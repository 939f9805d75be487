pub mod constraints;
pub mod spectral;
pub mod transform;

pub use constraints::{
    Constraint, ConstraintKind, ConstraintParams, ConstraintSpec, EnforceReport, enforce,
};
pub use spectral::{EmbedReport, SpectralEmbedder};
pub use transform::CoordinateTransform;
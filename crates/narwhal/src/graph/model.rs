use rustc_hash::FxHashMap;
use tracing::{debug, warn};

use super::{Edge, EdgeSpec, Node, NodePosition, NodeSpec, Point, PositionSnapshot, Rect, Spring};
use crate::options::ModelSettings;
use crate::rng::XorShift64Star;

const SYNTHETIC_EDGE_PREFIX: &str = "__narwhal_unify_";

/// What a [`GraphModel::reconcile`] call changed.
#[derive(Debug, Clone, Copy, Default, PartialEq, Eq)]
pub struct ReconcileReport {
    pub nodes_added: usize,
    pub nodes_updated: usize,
    pub nodes_removed: usize,
    pub edges_added: usize,
    pub edges_updated: usize,
    pub edges_removed: usize,
    /// Self-loops and edges whose endpoints are not in the node set.
    pub edges_skipped: usize,
    /// Parent assignments refused because they named an unknown node or formed a cycle.
    pub parents_rejected: usize,
}

impl ReconcileReport {
    /// `true` when the model is structurally unchanged.
    pub fn is_unchanged(&self) -> bool {
        self.nodes_added == 0
            && self.nodes_updated == 0
            && self.nodes_removed == 0
            && self.edges_added == 0
            && self.edges_updated == 0
            && self.edges_removed == 0
    }
}

/// Mutable graph owned by the layout worker.
#[derive(Debug, Clone)]
pub struct GraphModel {
    nodes: Vec<Node>,
    node_index: FxHashMap<String, usize>,
    edges: Vec<Edge>,
    edge_index: FxHashMap<String, usize>,
    // Undirected, deduplicated neighbour slots per node (self-loops excluded).
    adjacency: Vec<Vec<usize>>,
    settings: ModelSettings,
    rng: XorShift64Star,
    synthetic_seq: u64,
    // Bumped whenever slots, edges or the hierarchy change.
    topology_version: u64,
}

impl Default for GraphModel {
    fn default() -> Self {
        Self::new()
    }
}
//! Configuration types for RidgeFS
//!
//! This module defines configuration structures used across components.

use crate::types::NodeRole;
use serde::{Deserialize, Serialize};
use std::path::PathBuf;

/// Root configuration for a RidgeFS nameserver
#[derive(Clone, Debug, Serialize, Deserialize)]
pub struct NameserverConfig {
    /// Node identity configuration
    pub node: NodeConfig,
    /// Edit log configuration
    pub journal: JournalConfig,
    /// Checkpoint configuration
    pub checkpoint: CheckpointConfig,
    /// Cluster membership configuration
    pub cluster: ClusterConfig,
}

impl Default for NameserverConfig {
    fn default() -> Self {
        Self {
            node: NodeConfig::default(),
            journal: JournalConfig::default(),
            checkpoint: CheckpointConfig::default(),
            cluster: ClusterConfig::default(),
        }
    }
}

impl NameserverConfig {
    /// Directory holding edit log segments.
    #[must_use]
    pub fn editlog_dir(&self) -> PathBuf {
        self.node.data_dir.join("editlog")
    }

    /// Directory holding fsimage checkpoint files.
    #[must_use]
    pub fn image_dir(&self) -> PathBuf {
        self.node.data_dir.join("fsimage")
    }
}

/// Node identity and role configuration
#[derive(Clone, Debug, Serialize, Deserialize)]
pub struct NodeConfig {
    /// Node identifier within the cluster
    pub node_id: u64,
    /// Data directory for edit logs and fsimages
    pub data_dir: PathBuf,
    /// Role this node starts in
    pub role: NodeRole,
}

impl Default for NodeConfig {
    fn default() -> Self {
        Self {
            node_id: 1,
            data_dir: PathBuf::from("/var/lib/ridgefs"),
            role: NodeRole::Primary,
        }
    }
}

/// Edit log configuration
#[derive(Clone, Debug, Serialize, Deserialize)]
pub struct JournalConfig {
    /// Active buffer size that forces a synchronous flush (bytes)
    pub flush_threshold_bytes: usize,
    /// Interval of the periodic background flush (milliseconds)
    pub flush_interval_ms: u64,
}

impl Default for JournalConfig {
    fn default() -> Self {
        Self {
            flush_threshold_bytes: 512 * 1024, // 512 KB
            flush_interval_ms: 1000,
        }
    }
}

/// Checkpoint and image-cleanup configuration
#[derive(Clone, Debug, Serialize, Deserialize)]
pub struct CheckpointConfig {
    /// Interval between checkpoints (seconds)
    pub interval_secs: u64,
    /// Interval between image/segment cleanup passes (seconds)
    pub cleanup_interval_secs: u64,
}

impl Default for CheckpointConfig {
    fn default() -> Self {
        Self {
            interval_secs: 300,
            cleanup_interval_secs: 600,
        }
    }
}

/// Cluster membership configuration
#[derive(Clone, Debug, Serialize, Deserialize)]
pub struct ClusterConfig {
    /// Peer nameserver addresses (host:port)
    pub peers: Vec<String>,
    /// Bound on a single liveness probe round (milliseconds)
    pub probe_timeout_ms: u64,
}

impl Default for ClusterConfig {
    fn default() -> Self {
        Self {
            peers: Vec::new(),
            probe_timeout_ms: 5000,
        }
    }
}
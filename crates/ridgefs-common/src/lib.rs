//! RidgeFS Common - Shared types and utilities
//!
//! This crate provides common types, error definitions, configuration
//! structures, and the periodic task scheduler used across all RidgeFS
//! components.

pub mod config;
pub mod error;
pub mod tasks;
pub mod types;

pub use config::NameserverConfig;
pub use error::{Error, Result};
pub use tasks::{PeriodicTask, TaskScheduler};
pub use types::*;
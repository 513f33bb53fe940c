//! Startup recovery.
//!
//! Load the newest valid fsimage into the tree, then replay every log
//! record with a txid above the image's cursor, strictly ascending. If
//! no valid image exists the tree starts empty and the full log replays
//! from txid 0.

use crate::image::scan_latest_valid;
use crate::log::{list_segments, read_segment};
use ridgefs_common::Result;
use ridgefs_namespace::NamespaceTree;
use std::path::Path;
use tracing::{info, warn};

/// Summary of a recovery pass.
#[derive(Debug, Default)]
pub struct RecoveredState {
    /// Highest txid reflected in the tree after recovery; seed the edit
    /// log counter with this.
    pub last_tx_id: u64,
    /// Whether an fsimage was loaded (vs. starting empty).
    pub image_loaded: bool,
    pub records_replayed: usize,
    pub records_skipped: usize,
}

/// Recover `tree` from the image and log directories.
pub fn recover(tree: &NamespaceTree, image_dir: &Path, editlog_dir: &Path) -> Result<RecoveredState> {
    let mut state = RecoveredState::default();

    let cursor = match scan_latest_valid(image_dir)? {
        Some(image) => {
            let cursor = image.max_tx_id;
            info!(
                max_tx_id = cursor,
                path = %image.path.display(),
                "loading fsimage"
            );
            image.apply(tree);
            state.image_loaded = true;
            cursor
        }
        None => {
            info!("no valid fsimage found; starting from an empty tree");
            0
        }
    };
    state.last_tx_id = cursor;

    if !editlog_dir.exists() {
        return Ok(state);
    }
    for segment in list_segments(editlog_dir)? {
        if segment.end_tx_id <= cursor {
            continue;
        }
        for record in read_segment(&segment.path)? {
            if record.tx_id <= cursor {
                continue;
            }
            if record.apply(tree) {
                state.records_replayed += 1;
            } else {
                // The live tree accepted this mutation when it was
                // logged; a rejection here means the record no longer
                // matches the recovered state. Skip it and keep the rest
                // of the namespace available.
                warn!(
                    tx_id = record.tx_id,
                    path = record.path,
                    "replay rejected by tree; skipping record"
                );
                state.records_skipped += 1;
            }
            state.last_tx_id = state.last_tx_id.max(record.tx_id);
        }
    }

    info!(
        last_tx_id = state.last_tx_id,
        replayed = state.records_replayed,
        skipped = state.records_skipped,
        "recovery complete"
    );
    Ok(state)
}

#[cfg(test)]
mod tests {
    use super::*;
    use crate::image::do_checkpoint;
    use crate::log::EditLog;
    use crate::record::EditOp;
    use ridgefs_common::AttrMap;
    use tempfile::tempdir;

    fn attrs(pairs: &[(&str, &str)]) -> AttrMap {
        pairs
            .iter()
            .map(|(k, v)| ((*k).to_string(), (*v).to_string()))
            .collect()
    }

    /// Drive the same ops through a live tree and its log, then recover
    /// into a fresh tree and require identical state.
    #[test]
    fn test_replay_reproduces_live_tree() {
        let dir = tempdir().unwrap();
        let log_dir = dir.path().join("editlog");
        let image_dir = dir.path().join("fsimage");

        let live = NamespaceTree::new();
        let log = EditLog::open(&log_dir, 1024 * 1024).unwrap();

        let script = [
            (EditOp::Mkdir, "/a", attrs(&[("owner", "svc")])),
            (EditOp::CreateFile, "/a/one.txt", attrs(&[("replica_count", "3")])),
            (EditOp::CreateFile, "/a/b/two.txt", AttrMap::new()),
            (EditOp::Delete, "/a/one.txt", AttrMap::new()),
            (EditOp::CreateFile, "/c/three.txt", attrs(&[("file_size", "128")])),
        ];
        for (op, path, a) in &script {
            let applied = match op {
                EditOp::Mkdir => live.mkdir(path, a),
                EditOp::CreateFile => live.create_file(path, a),
                EditOp::Delete => live.delete(path),
            };
            assert!(applied);
            log.log_edit(*op, path, a).unwrap();
        }
        log.flush().unwrap();

        let recovered = NamespaceTree::new();
        let state = recover(&recovered, &image_dir, &log_dir).unwrap();
        assert!(!state.image_loaded);
        assert_eq!(state.last_tx_id, 5);
        assert_eq!(state.records_replayed, 5);
        assert_eq!(recovered.snapshot_root(), live.snapshot_root());
    }

    #[test]
    fn test_image_plus_tail_replay() {
        let dir = tempdir().unwrap();
        let log_dir = dir.path().join("editlog");
        let image_dir = dir.path().join("fsimage");

        let live = NamespaceTree::new();
        let log = EditLog::open(&log_dir, 1024 * 1024).unwrap();

        assert!(live.create_file("/a/f1", &AttrMap::new()));
        log.log_edit(EditOp::CreateFile, "/a/f1", &AttrMap::new())
            .unwrap();
        assert!(live.create_file("/a/f2", &AttrMap::new()));
        log.log_edit(EditOp::CreateFile, "/a/f2", &AttrMap::new())
            .unwrap();
        log.flush().unwrap();

        // Checkpoint covers txid 2; two more edits land after it.
        do_checkpoint(&live.snapshot_root(), 2, &image_dir).unwrap();

        assert!(live.create_file("/b/f3", &AttrMap::new()));
        log.log_edit(EditOp::CreateFile, "/b/f3", &AttrMap::new())
            .unwrap();
        assert!(live.delete("/a/f1"));
        log.log_edit(EditOp::Delete, "/a/f1", &AttrMap::new()).unwrap();
        log.flush().unwrap();

        let recovered = NamespaceTree::new();
        let state = recover(&recovered, &image_dir, &log_dir).unwrap();
        assert!(state.image_loaded);
        // Only the two post-checkpoint records replay.
        assert_eq!(state.records_replayed, 2);
        assert_eq!(state.last_tx_id, 4);
        assert_eq!(recovered.snapshot_root(), live.snapshot_root());
    }

    #[test]
    fn test_recovery_with_nothing_on_disk() {
        let dir = tempdir().unwrap();
        let tree = NamespaceTree::new();
        let state = recover(
            &tree,
            &dir.path().join("fsimage"),
            &dir.path().join("editlog"),
        )
        .unwrap();
        assert!(!state.image_loaded);
        assert_eq!(state.last_tx_id, 0);
        assert_eq!(tree.file_count(), 0);
    }

    #[test]
    fn test_seeded_log_continues_after_recovery() {
        let dir = tempdir().unwrap();
        let log_dir = dir.path().join("editlog");
        let image_dir = dir.path().join("fsimage");

        {
            let log = EditLog::open(&log_dir, 1024 * 1024).unwrap();
            log.log_edit(EditOp::Mkdir, "/x", &AttrMap::new()).unwrap();
            log.log_edit(EditOp::Mkdir, "/y", &AttrMap::new()).unwrap();
            log.flush().unwrap();
        }

        let tree = NamespaceTree::new();
        let state = recover(&tree, &image_dir, &log_dir).unwrap();
        let log = EditLog::open(&log_dir, 1024 * 1024).unwrap();
        log.seed_tx_id(state.last_tx_id);
        let tx = log.log_edit(EditOp::Mkdir, "/z", &AttrMap::new()).unwrap();
        assert_eq!(tx, 3);
    }
}
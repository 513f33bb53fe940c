//! Transport abstraction for liveness probing.
//!
//! The wire protocol is out of scope; the coordinator only needs a way
//! to ask each peer one question.

use async_trait::async_trait;
use ridgefs_common::Result;

/// Channel to peer nameservers for liveness queries.
#[async_trait]
pub trait PeerTransport: Send + Sync {
    /// Ask `peer` whether it can still reach the primary.
    ///
    /// `Ok(true)` means the peer sees the primary alive; `Ok(false)`
    /// means the peer also believes it is down. An `Err` is an
    /// unreachable peer, which counts as a report without a down-vote.
    async fn probe_primary(&self, peer: &str) -> Result<bool>;
}
//! Core types shared across RidgeFS components.

use serde::{Deserialize, Serialize};
use std::collections::BTreeMap;
use xxhash_rust::xxh64::xxh64;

/// Node identifier within the cluster (assigned by configuration).
pub type NodeId = u64;

/// Attribute map attached to namespace nodes and edit records.
///
/// Attribute values are opaque strings to the core; numeric
/// interpretation (replica counts, deletion timestamps) belongs to the
/// calling layer. A `BTreeMap` keeps serialized form deterministic.
pub type AttrMap = BTreeMap<String, String>;

/// Well-known attribute keys used by the nameserver service layer.
pub mod attr_keys {
    /// Comma-separated datanode addresses holding replicas of a file.
    pub const REPLICA_LOCATIONS: &str = "replica_locations";
    /// Requested replica count for a file.
    pub const REPLICA_COUNT: &str = "replica_count";
    /// File size in bytes.
    pub const FILE_SIZE: &str = "file_size";
    /// Millisecond timestamp recorded when a node is marked deleted.
    pub const DELETED_AT: &str = "deleted_at";
}

/// Role of a metadata node within the cluster.
#[derive(Clone, Copy, Debug, PartialEq, Eq, Serialize, Deserialize)]
#[serde(rename_all = "lowercase")]
pub enum NodeRole {
    /// Authoritative holder of the namespace; serves all mutations.
    Primary,
    /// Warm replica replaying the primary's edit log.
    Standby,
}

impl std::fmt::Display for NodeRole {
    fn fmt(&self, f: &mut std::fmt::Formatter<'_>) -> std::fmt::Result {
        match self {
            Self::Primary => write!(f, "primary"),
            Self::Standby => write!(f, "standby"),
        }
    }
}

impl std::str::FromStr for NodeRole {
    type Err = crate::Error;

    fn from_str(s: &str) -> Result<Self, Self::Err> {
        match s.to_ascii_lowercase().as_str() {
            "primary" => Ok(Self::Primary),
            "standby" => Ok(Self::Standby),
            other => Err(crate::Error::configuration(format!(
                "unknown node role '{other}' (expected 'primary' or 'standby')"
            ))),
        }
    }
}

/// An already-parsed command delivered to the nameserver core.
///
/// Wire framing and byte-level parsing live outside the core; by the time
/// a command reaches the service facade it is one of these.
#[derive(Clone, Debug, Serialize, Deserialize)]
pub enum Command {
    Mkdir {
        path: String,
        attrs: AttrMap,
    },
    CreateFile {
        path: String,
        attrs: AttrMap,
    },
    Delete {
        path: String,
    },
    ListFiles {
        path: String,
        depth: usize,
    },
    FetchEditLog {
        from_tx_id: u64,
    },
    LivenessQuery,
    ReportVote {
        primary_down: bool,
    },
}

/// Hash a full namespace path into one of `partition_count` partitions.
///
/// Used for replica/ownership sharding: a file belongs to the partition
/// its path hashes into.
#[must_use]
pub fn path_partition(path: &str, partition_count: u64) -> u64 {
    debug_assert!(partition_count > 0);
    xxh64(path.as_bytes(), 0) % partition_count
}

/// Split a namespace path into its non-empty segments.
///
/// Accepts both `/a/b/c` and `a/b/c`; the root path (`/` or empty) yields
/// no segments.
#[must_use]
pub fn path_segments(path: &str) -> Vec<&str> {
    path.split('/').filter(|s| !s.is_empty()).collect()
}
....................
[Work item]
Write down, word for word, the lines above from the one containing "image.apply(tree);" through the one containing "use crate::image::do_checkpoint;", both ends included.

[Output]
            image.apply(tree);
            state.image_loaded = true;
            cursor
        }
        None => {
            info!("no valid fsimage found; starting from an empty tree");
            0
        }
    };
    state.last_tx_id = cursor;

    if !editlog_dir.exists() {
        return Ok(state);
    }
    for segment in list_segments(editlog_dir)? {
        if segment.end_tx_id <= cursor {
            continue;
        }
        for record in read_segment(&segment.path)? {
            if record.tx_id <= cursor {
                continue;
            }
            if record.apply(tree) {
                state.records_replayed += 1;
            } else {
                // The live tree accepted this mutation when it was
                // logged; a rejection here means the record no longer
                // matches the recovered state. Skip it and keep the rest
                // of the namespace available.
                warn!(
                    tx_id = record.tx_id,
                    path = record.path,
                    "replay rejected by tree; skipping record"
                );
                state.records_skipped += 1;
            }
            state.last_tx_id = state.last_tx_id.max(record.tx_id);
        }
    }

    info!(
        last_tx_id = state.last_tx_id,
        replayed = state.records_replayed,
        skipped = state.records_skipped,
        "recovery complete"
    );
    Ok(state)
}

#[cfg(test)]
mod tests {
    use super::*;
    use crate::image::do_checkpoint;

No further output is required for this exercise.